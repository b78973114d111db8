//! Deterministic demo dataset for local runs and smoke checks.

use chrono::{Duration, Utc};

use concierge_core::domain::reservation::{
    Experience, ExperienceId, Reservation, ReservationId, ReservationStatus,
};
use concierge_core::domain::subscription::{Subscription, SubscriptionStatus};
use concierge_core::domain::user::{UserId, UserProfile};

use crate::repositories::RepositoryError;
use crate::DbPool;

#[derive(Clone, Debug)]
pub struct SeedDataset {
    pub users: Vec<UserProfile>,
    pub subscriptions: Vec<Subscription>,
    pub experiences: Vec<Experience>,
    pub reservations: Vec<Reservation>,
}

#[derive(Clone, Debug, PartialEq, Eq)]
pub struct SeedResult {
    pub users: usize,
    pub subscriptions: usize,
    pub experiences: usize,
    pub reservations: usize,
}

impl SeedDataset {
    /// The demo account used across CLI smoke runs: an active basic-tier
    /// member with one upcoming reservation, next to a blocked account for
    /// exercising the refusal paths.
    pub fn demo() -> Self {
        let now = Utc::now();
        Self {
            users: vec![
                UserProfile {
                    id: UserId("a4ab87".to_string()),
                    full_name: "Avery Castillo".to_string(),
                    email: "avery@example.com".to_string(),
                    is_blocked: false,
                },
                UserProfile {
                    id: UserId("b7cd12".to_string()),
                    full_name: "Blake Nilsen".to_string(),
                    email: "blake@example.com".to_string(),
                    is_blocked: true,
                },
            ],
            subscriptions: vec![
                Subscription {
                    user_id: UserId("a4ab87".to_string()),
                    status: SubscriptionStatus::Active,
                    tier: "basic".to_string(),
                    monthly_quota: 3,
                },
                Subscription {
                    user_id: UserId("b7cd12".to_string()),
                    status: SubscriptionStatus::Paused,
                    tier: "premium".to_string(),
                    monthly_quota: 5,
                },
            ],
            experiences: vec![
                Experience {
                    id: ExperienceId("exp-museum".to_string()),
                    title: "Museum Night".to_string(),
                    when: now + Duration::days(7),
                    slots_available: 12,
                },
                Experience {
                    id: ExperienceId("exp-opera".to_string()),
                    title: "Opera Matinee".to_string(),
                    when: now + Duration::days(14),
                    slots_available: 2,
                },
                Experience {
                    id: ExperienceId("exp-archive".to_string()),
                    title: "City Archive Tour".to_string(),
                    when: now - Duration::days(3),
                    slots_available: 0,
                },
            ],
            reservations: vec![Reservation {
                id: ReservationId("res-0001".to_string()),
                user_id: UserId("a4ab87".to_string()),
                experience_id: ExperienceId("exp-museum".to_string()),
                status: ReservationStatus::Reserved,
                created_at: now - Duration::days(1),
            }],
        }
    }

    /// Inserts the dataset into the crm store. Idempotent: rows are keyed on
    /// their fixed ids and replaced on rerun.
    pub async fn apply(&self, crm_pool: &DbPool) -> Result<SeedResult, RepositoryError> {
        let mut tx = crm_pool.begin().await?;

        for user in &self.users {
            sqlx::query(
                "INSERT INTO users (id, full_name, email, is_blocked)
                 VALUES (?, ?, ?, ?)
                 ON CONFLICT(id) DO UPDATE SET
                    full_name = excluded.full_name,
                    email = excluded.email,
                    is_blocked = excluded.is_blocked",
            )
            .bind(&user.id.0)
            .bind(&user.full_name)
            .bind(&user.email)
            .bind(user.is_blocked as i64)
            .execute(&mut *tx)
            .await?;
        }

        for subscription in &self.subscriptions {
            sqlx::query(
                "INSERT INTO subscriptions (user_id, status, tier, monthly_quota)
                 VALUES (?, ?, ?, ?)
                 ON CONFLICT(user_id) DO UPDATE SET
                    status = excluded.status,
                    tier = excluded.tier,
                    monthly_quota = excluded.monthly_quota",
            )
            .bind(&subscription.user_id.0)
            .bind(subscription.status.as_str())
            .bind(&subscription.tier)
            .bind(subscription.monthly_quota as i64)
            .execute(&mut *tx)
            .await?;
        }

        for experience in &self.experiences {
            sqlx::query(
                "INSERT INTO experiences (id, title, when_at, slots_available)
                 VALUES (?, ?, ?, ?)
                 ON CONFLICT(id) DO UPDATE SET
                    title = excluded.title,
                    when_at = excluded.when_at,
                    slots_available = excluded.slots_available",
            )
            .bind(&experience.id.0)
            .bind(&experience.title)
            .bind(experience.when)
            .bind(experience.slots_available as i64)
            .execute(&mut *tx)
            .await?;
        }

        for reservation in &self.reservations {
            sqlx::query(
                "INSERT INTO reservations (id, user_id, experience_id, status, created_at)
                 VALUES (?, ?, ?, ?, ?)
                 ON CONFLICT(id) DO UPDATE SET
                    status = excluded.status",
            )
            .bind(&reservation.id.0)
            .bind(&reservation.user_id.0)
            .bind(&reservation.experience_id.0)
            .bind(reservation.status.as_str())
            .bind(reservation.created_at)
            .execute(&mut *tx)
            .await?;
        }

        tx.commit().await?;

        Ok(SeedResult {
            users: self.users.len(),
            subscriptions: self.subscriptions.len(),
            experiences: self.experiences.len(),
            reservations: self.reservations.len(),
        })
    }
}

═══

# What the exercise asks
Retype the listing exactly.

# Output for this task
repository b78973114d111db8
//! Deterministic demo dataset for local runs and smoke checks.

use chrono::{Duration, Utc};

use concierge_core::domain::reservation::{
    Experience, ExperienceId, Reservation, ReservationId, ReservationStatus,
};
use concierge_core::domain::subscription::{Subscription, SubscriptionStatus};
use concierge_core::domain::user::{UserId, UserProfile};

use crate::repositories::RepositoryError;
use crate::DbPool;

#[derive(Clone, Debug)]
pub struct SeedDataset {
    pub users: Vec<UserProfile>,
    pub subscriptions: Vec<Subscription>,
    pub experiences: Vec<Experience>,
    pub reservations: Vec<Reservation>,
}

#[derive(Clone, Debug, PartialEq, Eq)]
pub struct SeedResult {
    pub users: usize,
    pub subscriptions: usize,
    pub experiences: usize,
    pub reservations: usize,
}

impl SeedDataset {
    /// The demo account used across CLI smoke runs: an active basic-tier
    /// member with one upcoming reservation, next to a blocked account for
    /// exercising the refusal paths.
    pub fn demo() -> Self {
        let now = Utc::now();
        Self {
            users: vec![
                UserProfile {
                    id: UserId("a4ab87".to_string()),
                    full_name: "Avery Castillo".to_string(),
                    email: "avery@example.com".to_string(),
                    is_blocked: false,
                },
                UserProfile {
                    id: UserId("b7cd12".to_string()),
                    full_name: "Blake Nilsen".to_string(),
                    email: "blake@example.com".to_string(),
                    is_blocked: true,
                },
            ],
            subscriptions: vec![
                Subscription {
                    user_id: UserId("a4ab87".to_string()),
                    status: SubscriptionStatus::Active,
                    tier: "basic".to_string(),
                    monthly_quota: 3,
                },
                Subscription {
                    user_id: UserId("b7cd12".to_string()),
                    status: SubscriptionStatus::Paused,
                    tier: "premium".to_string(),
                    monthly_quota: 5,
                },
            ],
            experiences: vec![
                Experience {
                    id: ExperienceId("exp-museum".to_string()),
                    title: "Museum Night".to_string(),
                    when: now + Duration::days(7),
                    slots_available: 12,
                },
                Experience {
                    id: ExperienceId("exp-opera".to_string()),
                    title: "Opera Matinee".to_string(),
                    when: now + Duration::days(14),
                    slots_available: 2,
                },
                Experience {
                    id: ExperienceId("exp-archive".to_string()),
                    title: "City Archive Tour".to_string(),
                    when: now - Duration::days(3),
                    slots_available: 0,
                },
            ],
            reservations: vec![Reservation {
                id: ReservationId("res-0001".to_string()),
                user_id: UserId("a4ab87".to_string()),
                experience_id: ExperienceId("exp-museum".to_string()),
                status: ReservationStatus::Reserved,
                created_at: now - Duration::days(1),
            }],
        }
    }

    /// Inserts the dataset into the crm store. Idempotent: rows are keyed on
    /// their fixed ids and replaced on rerun.
    pub async fn apply(&self, crm_pool: &DbPool) -> Result<SeedResult, RepositoryError> {
        let mut tx = crm_pool.begin().await?;

        for user in &self.users {
            sqlx::query(
                "INSERT INTO users (id, full_name, email, is_blocked)
                 VALUES (?, ?, ?, ?)
                 ON CONFLICT(id) DO UPDATE SET
                    full_name = excluded.full_name,
                    email = excluded.email,
                    is_blocked = excluded.is_blocked",
            )
            .bind(&user.id.0)
            .bind(&user.full_name)
            .bind(&user.email)
            .bind(user.is_blocked as i64)
            .execute(&mut *tx)
            .await?;
        }

        for subscription in &self.subscriptions {
            sqlx::query(
                "INSERT INTO subscriptions (user_id, status, tier, monthly_quota)
                 VALUES (?, ?, ?, ?)
                 ON CONFLICT(user_id) DO UPDATE SET
                    status = excluded.status,
                    tier = excluded.tier,
                    monthly_quota = excluded.monthly_quota",
            )
            .bind(&subscription.user_id.0)
            .bind(subscription.status.as_str())
            .bind(&subscription.tier)
            .bind(subscription.monthly_quota as i64)
            .execute(&mut *tx)
            .await?;
        }

        for experience in &self.experiences {
            sqlx::query(
                "INSERT INTO experiences (id, title, when_at, slots_available)
                 VALUES (?, ?, ?, ?)
                 ON CONFLICT(id) DO UPDATE SET
                    title = excluded.title,
                    when_at = excluded.when_at,
                    slots_available = excluded.slots_available",
            )
            .bind(&experience.id.0)
            .bind(&experience.title)
            .bind(experience.when)
            .bind(experience.slots_available as i64)
            .execute(&mut *tx)
            .await?;
        }

        for reservation in &self.reservations {
            sqlx::query(
                "INSERT INTO reservations (id, user_id, experience_id, status, created_at)
                 VALUES (?, ?, ?, ?, ?)
                 ON CONFLICT(id) DO UPDATE SET
                    status = excluded.status",
            )
            .bind(&reservation.id.0)
            .bind(&reservation.user_id.0)
            .bind(&reservation.experience_id.0)
            .bind(reservation.status.as_str())
            .bind(reservation.created_at)
            .execute(&mut *tx)
            .await?;
        }

        tx.commit().await?;

        Ok(SeedResult {
            users: self.users.len(),
            subscriptions: self.subscriptions.len(),
            experiences: self.experiences.len(),
            reservations: self.reservations.len(),
        })
    }
}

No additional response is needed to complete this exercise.